* TASK GOAL
Within the records, which lines hold the string "BackendError"? Report each one by copying it.

*** Opening EXERCISE INPUT ***

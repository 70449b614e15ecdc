// SPDX-License-Identifier: Parity-7.0.0 OR PolyForm-Noncommercial-1.0.0
/*! gpu_wire carries a WebGPU-style API across a byte stream.

A [`WireClient`] hands out proxy objects whose methods serialize commands.  A [`WireServer`] on
the far side decodes those commands and replays them against a real backend through the
[`Procs`] trait.  Results that the client waits for (adapters, devices, buffer mappings, error
scopes, finished work) come back as return commands and resolve callbacks or [`WireFuture`]s.

The two halves never share memory.  They agree on objects through [`ObjectHandle`]s, an id plus
a generation, that the client allocates and the server checks.

| Concern                 | Client                         | Server                                  |
|-------------------------|--------------------------------|-----------------------------------------|
| Object ids              | allocates, recycles on release | accepts at the client's handle, checks generation |
| Commands                | serializes, chunks if large    | reassembles, decodes, dispatches        |
| Asynchronous results    | tracks futures, runs callbacks | forwards backend completions            |
| Failure                 | disconnect fails every request | disconnect stops dispatch               |

# Transports

Neither side does I/O.  Both write into a [`CommandSerializer`] you provide, and both read
from byte slices you pass to `handle_commands`.  A transport may cut the stream anywhere: a
command too big for one transport allocation is split into chunks and reassembled
transparently.  [`loopback`] has an in-memory transport and a helper that joins a client to a
server for tests.

# Errors

A malformed or out-of-order command, a stale handle, or a failed transport ends the
connection.  See [`WireError`].  Backend failures do not: they go to the device's error scopes
or its uncaptured-error callback as [`BackendError`]s.  Messages the backend logs for a device
reach [`Device::set_logging_callback`].

# Threads

Everything is `Send` and `Sync`.  Commands from several threads are serialized in the order
their locks were taken.  Callbacks run on whichever thread handled the reply (or called
[`WireClient::disconnect`]), never while the wire holds a lock, so they may call back in.

Diagnostics go through [`tracing`] and locks are [`parking_lot`] mutexes.  [`WireFuture`] sits
on a [`futures`] oneshot channel, so any executor can await it.
*/

mod callback_queue;
mod chunked_receiver;
mod client;
mod config;
mod deserialize_allocator;
mod error;
mod handle;
pub mod imp;
pub mod loopback;
mod object_allocator;
mod procs;
pub mod protocol;
mod refcount;
mod serializer;
mod server;
mod types;

pub use callback_queue::CallbackQueue;
pub use chunked_receiver::ChunkedCommandHandler;
pub use client::{
    Adapter, Buffer, CommandBuffer, CommandEncoder, ConnectionLost, Device, Instance, Queue,
    WireClient, WireFuture,
};
pub use config::WireDescriptor;
pub use deserialize_allocator::{Allocation, DeserializeAllocator};
pub use error::{
    BackendError, DecodeError, ErrorKind, ErrorType, MapAsyncError, RequestError, WireError,
};
pub use handle::{FutureId, ObjectGeneration, ObjectHandle, ObjectId, ObjectType};
pub use object_allocator::ObjectAllocator;
pub use procs::{
    DeviceLoggingCallback, DeviceLostCallback, MapCallback, NativeHandle, NullProcs, ProcTable, Procs,
    WorkDoneCallback,
};
pub use refcount::RefCount;
pub use serializer::{ChunkedCommandSerializer, CommandSerializer, NoopSerializer};
pub use server::WireServer;
pub use types::{
    AdapterInfo, BackendType, BufferDescriptor, BufferMapState, BufferUsages, DeviceDescriptor,
    DeviceLostReason, LoggingType, MapAsyncStatus, MapMode, PopErrorScopeStatus,
    PowerPreference, RequestAdapterOptions, RequestStatus,
};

*** Closing EXERCISE INPUT ***

* FINISHED TASK
or its uncaptured-error callback as [`BackendError`]s.  Messages the backend logs for a device
    BackendError, DecodeError, ErrorKind, ErrorType, MapAsyncError, RequestError, WireError,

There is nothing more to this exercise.